Businesses need to adopt the following principles as best practices for cloud-based analytics models:

  1. Technology
    • Evaluate and select the use cases and deployment scenarios that best fit the needs of the business. Start with a limited scope project before moving the entire BI platform to the cloud.
    • Consider technical options like the logical data warehouse to bridge the gap between traditional BI and cloud.
  2. Processes
    • Move customer-facing processes and workloads that are already outside the firewall to cloud.
    • Update governance processes to embrace scalability on demand and prevent risks such as security and privacy issues.
    • Prototype with cloud environments to shorten BI development life cycles.
  3. People
    • Empower users with self-service capabilities by leveraging cloud-based sandbox environments.
    • Extend BI and analytics constituencies to customer and partners by introducing cloud-based models.
    • Complement and expand skills by using Analytics as a Service (AaaS).

#4. Driving customer value with transparent business model and customer facing analytics

Embracing transparency is key to deepen customer relationships, to increase trust, to share insights, and to attract and retain customers.

Five categories of customer-facing analytics that companies need to look at when enabling business outcomes for their customers:

  1. Self-service: Detailed data about their activities
  2. Comparative benchmarks: Compare their data and performance measures with their peers
  3. Personalized experiences: Based on analytical modeling that suggests optimal recommendations
  4. Product tracking: Provide a continuous stream of information throughout the product life cycle
  5. Monetization: Provide data that is viewed as a trusted and valuable source of information

#5. Vendors are still trying to figure out their big data analytics and BI positioning

Until 2016, big data confusion will inhibit spending on BI and analytics to single-digit growth. Vendors are more focused on selling the stack vs. building an ecosystem.

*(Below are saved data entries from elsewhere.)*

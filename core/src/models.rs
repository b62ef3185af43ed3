//! Models shared by several services.

use serde::{Deserialize, Serialize};
use std::fmt;

/// An amount in minor units of a currency.
///
/// The APIs send prices as an integer `value` plus the number of decimal
/// places, so `{"value": 4550, "currency": "GBP", "decimalPlaces": 2}` is
/// £45.50.
#[derive(Clone, Debug, Default, PartialEq, Eq, Hash, Serialize, Deserialize)]
#[serde(rename_all = "camelCase")]
pub struct Money {
    /// Amount in minor units
    pub value: i64,
    /// ISO 4217 currency code
    pub currency: String,
    /// Number of minor-unit digits
    #[serde(default = "default_decimal_places")]
    pub decimal_places: u32,
}

const fn default_decimal_places() -> u32 {
    2
}

impl Money {
    /// Create an amount from minor units with two decimal places.
    #[must_use]
    pub fn new(value: i64, currency: impl Into<String>) -> Self {
        Self {
            value,
            currency: currency.into(),
            decimal_places: default_decimal_places(),
        }
    }

    /// Amount in major units.
    #[must_use]
    #[allow(clippy::cast_precision_loss)] // Display and comparison only
    pub fn as_decimal(&self) -> f64 {
        self.value as f64 / 10f64.powi(i32::try_from(self.decimal_places).unwrap_or(i32::MAX))
    }
}

impl fmt::Display for Money {
    fn fmt(&self, f: &mut fmt::Formatter<'_>) -> fmt::Result {
        let places = self.decimal_places as usize;
        write!(f, "{:.places$} {}", self.as_decimal(), self.currency)
    }
}

/// Page request for list endpoints.
#[derive(Clone, Copy, Debug, PartialEq, Eq, Serialize, Deserialize)]
pub struct Pagination {
    /// 1-based page number
    pub page: u32,
    /// Items per page
    pub limit: u32,
}

impl Default for Pagination {
    fn default() -> Self {
        Self { page: 1, limit: 20 }
    }
}

impl Pagination {
    /// Create a page request.
    #[must_use]
    pub const fn new(page: u32, limit: u32) -> Self {
        Self { page, limit }
    }

    /// Query parameters for this page.
    #[must_use]
    pub fn to_query(self) -> Vec<(String, String)> {
        vec![
            ("page".to_string(), self.page.to_string()),
            ("limit".to_string(), self.limit.to_string()),
        ]
    }
}

/// One page of a list endpoint.
#[derive(Clone, Debug, PartialEq, Serialize, Deserialize)]
#[serde(rename_all = "camelCase")]
pub struct PagedList<T> {
    /// Items on this page
    #[serde(default = "Vec::new")]
    pub items: Vec<T>,
    /// Current page number
    #[serde(default)]
    pub current_page: u32,
    /// Total number of pages
    #[serde(default)]
    pub last_page: u32,
    /// Items per page
    #[serde(default)]
    pub per_page: u32,
    /// Total number of items across pages
    #[serde(default)]
    pub total: u64,
}

impl<T> PagedList<T> {
    /// Whether another page follows this one.
    #[must_use]
    pub const fn has_next_page(&self) -> bool {
        self.current_page < self.last_page
    }
}
//! Payment service: orders and refunds.
//!
//! The payment API returns raw payloads; a missing order is
//! [`ApiError::OrderNotFound`].

mod models;

pub use models::{
    CreateOrderRequest, Order, OrderItem, OrderStatus, Payment, Refund, RefundRequest,
    UpdateOrderRequest,
};

use crate::error::{order_failure, require_segment, require_text};
use ticketing_sdk_core::{
    ApiError, ApiRequest, ApiRequestExecutor, ClientSettings, Result, SharedContext,
};

/// Payment service host in production.
pub const HOST: &str = "payment-service.tickets-api.io";

/// Client for the payment service.
#[derive(Clone, Debug)]
pub struct PaymentService {
    executor: ApiRequestExecutor,
}

impl PaymentService {
    /// Create a client with default settings.
    ///
    /// # Errors
    ///
    /// Returns [`ApiError::Configuration`] if the HTTP client cannot be built.
    pub fn new(context: SharedContext) -> Result<Self> {
        Self::with_settings(context, &ClientSettings::default())
    }

    /// Create a client with explicit settings.
    ///
    /// # Errors
    ///
    /// Returns [`ApiError::Configuration`] if the HTTP client cannot be built.
    pub fn with_settings(context: SharedContext, settings: &ClientSettings) -> Result<Self> {
        ApiRequestExecutor::new(context, "payment", HOST, settings).map(Self::from_executor)
    }

    /// Create a client over an existing executor.
    #[must_use]
    pub const fn from_executor(executor: ApiRequestExecutor) -> Self {
        Self { executor }
    }

    /// Create an order for a basket.
    ///
    /// # Errors
    ///
    /// Returns [`ApiError::InvalidArgument`] for a blank basket reference or
    /// a non-positive amount, or an [`ApiError`] if the request fails.
    pub async fn create_new_order(&self, request: &CreateOrderRequest) -> Result<Order> {
        require_text("basket reference", &request.basket_reference)?;
        if request.amount.value <= 0 {
            return Err(ApiError::InvalidArgument(format!(
                "order amount must be positive, got {}",
                request.amount
            )));
        }

        let order: Order = self
            .executor
            .execute(
                ApiRequest::post("api/v1/orders")
                    .json(request)?
                    .authenticated(),
            )
            .await?;
        tracing::info!(order_id = %order.id, amount = %order.amount, "Order created");
        Ok(order)
    }

    /// One order.
    ///
    /// # Errors
    ///
    /// Returns [`ApiError::OrderNotFound`] if no such order exists, or
    /// another [`ApiError`] if the request fails.
    pub async fn get_order(&self, order_id: &str) -> Result<Order> {
        require_segment("order id", order_id)?;
        self.executor
            .execute_with(
                ApiRequest::get(format!("api/v1/orders/{order_id}")).authenticated(),
                order_failure(order_id),
            )
            .await
    }

    /// Change an order's status or lines.
    ///
    /// # Errors
    ///
    /// Returns [`ApiError::OrderNotFound`] if no such order exists, or
    /// another [`ApiError`] if the request fails.
    pub async fn update_order(
        &self,
        order_id: &str,
        request: &UpdateOrderRequest,
    ) -> Result<Order> {
        require_segment("order id", order_id)?;
        self.executor
            .execute_with(
                ApiRequest::patch(format!("api/v1/orders/{order_id}"))
                    .json(request)?
                    .authenticated(),
                order_failure(order_id),
            )
            .await
    }

    /// Refund part or all of an order.
    ///
    /// # Errors
    ///
    /// Returns [`ApiError::InvalidArgument`] for a blank reason or a
    /// non-positive amount, [`ApiError::OrderNotFound`] if no such order
    /// exists, or another [`ApiError`] if the request fails.
    pub async fn refund_order(&self, order_id: &str, request: &RefundRequest) -> Result<Refund> {
        require_segment("order id", order_id)?;
        require_text("refund reason", &request.reason)?;
        if request.amount.as_ref().is_some_and(|amount| amount.value <= 0) {
            return Err(ApiError::InvalidArgument(
                "refund amount must be positive".to_string(),
            ));
        }

        let refund: Refund = self
            .executor
            .execute_with(
                ApiRequest::post(format!("api/v1/orders/{order_id}/refunds"))
                    .json(request)?
                    .authenticated(),
                order_failure(order_id),
            )
            .await?;
        tracing::info!(order_id, refund_id = %refund.id, amount = %refund.amount, "Order refunded");
        Ok(refund)
    }
}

A key challenge for vendors is to find ways to address dark data, data types that are currently not usable by existing tools, and fill the gaps with big data stores as data warehouses are reductive and current systems are lousy.

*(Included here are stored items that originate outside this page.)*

//! Venue service: venues, their seating and seat attributes.

mod models;

pub use models::{
    AttributeIntention, NamedCode, SeatAttribute, StandardAttribute, Venue, VenueAddress,
    VenueConfig,
};

use crate::common::SuccessResponse;
use crate::error::{require_segment, require_text};
use models::SeatAttributesUpsert;
use std::sync::Arc;
use ticketing_sdk_core::{
    ApiRequest, ApiRequestExecutor, ClientSettings, MemoryCache, Result, SharedContext,
};

/// Venue service host in production.
pub const HOST: &str = "venue-service.tickets-api.io";

const VENUES_CACHE_KEY: &str = "venues";

/// Client for the venue service.
///
/// Responses are wrapped in [`ApiResponse`](ticketing_sdk_core::ApiResponse).
/// The venue list is cached for the configured TTL; writes require
/// authentication.
#[derive(Clone, Debug)]
pub struct VenueService {
    executor: ApiRequestExecutor,
    venues: MemoryCache<&'static str, Arc<Vec<Venue>>>,
}

impl VenueService {
    /// Create a client with default settings.
    ///
    /// # Errors
    ///
    /// Returns [`ApiError::Configuration`](ticketing_sdk_core::ApiError::Configuration)
    /// if the HTTP client cannot be built.
    pub fn new(context: SharedContext) -> Result<Self> {
        Self::with_settings(context, &ClientSettings::default())
    }

    /// Create a client with explicit settings.
    ///
    /// # Errors
    ///
    /// Returns [`ApiError::Configuration`](ticketing_sdk_core::ApiError::Configuration)
    /// if the HTTP client cannot be built.
    pub fn with_settings(context: SharedContext, settings: &ClientSettings) -> Result<Self> {
        let executor = ApiRequestExecutor::new(context, "venue", HOST, settings)?;
        Ok(Self::from_executor(executor, settings))
    }

    /// Create a client over an existing executor.
    #[must_use]
    pub fn from_executor(executor: ApiRequestExecutor, settings: &ClientSettings) -> Self {
        Self {
            executor,
            venues: MemoryCache::new(settings.cache_ttl, 1),
        }
    }

    /// The executor behind this client.
    #[must_use]
    pub const fn executor(&self) -> &ApiRequestExecutor {
        &self.executor
    }

    /// All venues. Served from cache when fresh.
    ///
    /// # Errors
    ///
    /// Returns an [`ApiError`](ticketing_sdk_core::ApiError) if the request fails.
    pub async fn get_venues(&self) -> Result<Arc<Vec<Venue>>> {
        self.venues
            .get_or_try_insert_with(VENUES_CACHE_KEY, || async {
                let venues: Vec<Venue> = self
                    .executor
                    .execute_api_response(ApiRequest::get("api/v1/venues"))
                    .await?;
                tracing::debug!(count = venues.len(), "Fetched venues");
                Ok(Arc::new(venues))
            })
            .await
    }

    /// One venue by id.
    ///
    /// # Errors
    ///
    /// Returns [`ApiError::InvalidArgument`](ticketing_sdk_core::ApiError::InvalidArgument)
    /// for a blank id, or an [`ApiError`](ticketing_sdk_core::ApiError) if the request fails.
    pub async fn get_venue_by_id(&self, venue_id: &str) -> Result<Venue> {
        require_segment("venue id", venue_id)?;
        self.executor
            .execute_api_response(ApiRequest::get(format!("api/v1/venues/{venue_id}")))
            .await
    }

    /// Replace a venue's details.
    ///
    /// # Errors
    ///
    /// Returns [`ApiError::InvalidArgument`](ticketing_sdk_core::ApiError::InvalidArgument)
    /// for a blank id, or an [`ApiError`](ticketing_sdk_core::ApiError) if the request fails.
    pub async fn update_venue_by_id(&self, venue: &Venue) -> Result<Venue> {
        require_segment("venue id", &venue.id)?;
        let request = ApiRequest::post(format!("api/v1/admin/venues/{}", venue.id))
            .json(venue)?
            .authenticated();
        let updated = self.executor.execute_api_response(request).await?;
        self.venues.invalidate(&VENUES_CACHE_KEY).await;
        Ok(updated)
    }

    /// All standard attributes.
    ///
    /// # Errors
    ///
    /// Returns an [`ApiError`](ticketing_sdk_core::ApiError) if the request fails.
    pub async fn get_standard_attributes(&self) -> Result<Vec<StandardAttribute>> {
        self.executor
            .execute_api_response(ApiRequest::get("api/v1/attributes/standard"))
            .await
    }

    /// Create or update a standard attribute, keyed by its title.
    ///
    /// # Errors
    ///
    /// Returns [`ApiError::InvalidArgument`](ticketing_sdk_core::ApiError::InvalidArgument)
    /// for a blank title, or an [`ApiError`](ticketing_sdk_core::ApiError) if the request fails.
    pub async fn upsert_standard_attribute_by_title(
        &self,
        attribute: &StandardAttribute,
    ) -> Result<StandardAttribute> {
        require_text("attribute title", &attribute.title)?;
        let request = ApiRequest::patch("api/v1/admin/attributes")
            .json(attribute)?
            .authenticated();
        self.executor.execute_api_response(request).await
    }

    /// Seat attributes of a venue.
    ///
    /// # Errors
    ///
    /// Returns [`ApiError::InvalidArgument`](ticketing_sdk_core::ApiError::InvalidArgument)
    /// for a blank id, or an [`ApiError`](ticketing_sdk_core::ApiError) if the request fails.
    pub async fn get_seat_attributes(&self, venue_id: &str) -> Result<Vec<SeatAttribute>> {
        require_segment("venue id", venue_id)?;
        self.executor
            .execute_api_response(ApiRequest::get(format!(
                "api/v1/venues/{venue_id}/seats/attributes/detailed"
            )))
            .await
    }

    /// Create or update seat attributes of a venue.
    ///
    /// Returns whether the service applied the change.
    ///
    /// # Errors
    ///
    /// Returns [`ApiError::InvalidArgument`](ticketing_sdk_core::ApiError::InvalidArgument)
    /// for a blank id or an empty seat list, or an
    /// [`ApiError`](ticketing_sdk_core::ApiError) if the request fails.
    pub async fn upsert_seat_attributes(
        &self,
        venue_id: &str,
        seats: &[SeatAttribute],
    ) -> Result<bool> {
        require_segment("venue id", venue_id)?;
        if seats.is_empty() {
            return Err(ticketing_sdk_core::ApiError::InvalidArgument(
                "at least one seat attribute is required".to_string(),
            ));
        }
        let request = ApiRequest::patch(format!("api/v1/admin/venues/{venue_id}/seats/attributes"))
            .json(&SeatAttributesUpsert { seats })?
            .authenticated();
        let response: SuccessResponse = self.executor.execute_api_response(request).await?;
        Ok(response.success)
    }
}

In 2014, half of new license spend in BI will be driven by data discovery requirements.  The majority of BI vendors will make data discovery their prime BI platform offering, shifting from reporting centric to analysis centric BI. As a result, existing vendors will lose relevance in OLAP, dashboards, and ad hoc query with a shift to geospatial and location intelligence, embedded advanced analytics, and support for big data sources.

Bottom line: the data layer is not yet well defined and opportunities abound for vendors to position themselves for differentiation and a land grab.

Keynote Abstract:
“Machine Analytics Driving Industrial Outcomes at GE”

General Electric (GE) is one of the world’s leading provider of industrial equipment and machinery - moving, powering, and healing the world. GE provides services to industrial clients worldwide, minimizing unplanned downtime for assets and driving operational efficiencies. Data management and advanced analytics are core to GE’s recent success in delivering superior software-based services to customers across aviation, power generation, oil & gas, healthcare, and transportation.

GE shared real-world case studies demonstrating tangible operational benefits - ranging from fuel savings to improving productivity to reducing unscheduled maintenance to enhancing on-time performance — by tightly integrating machines, networked sensors, industrial-strength data, and software to enable intelligent insights and affect measurable outcomes.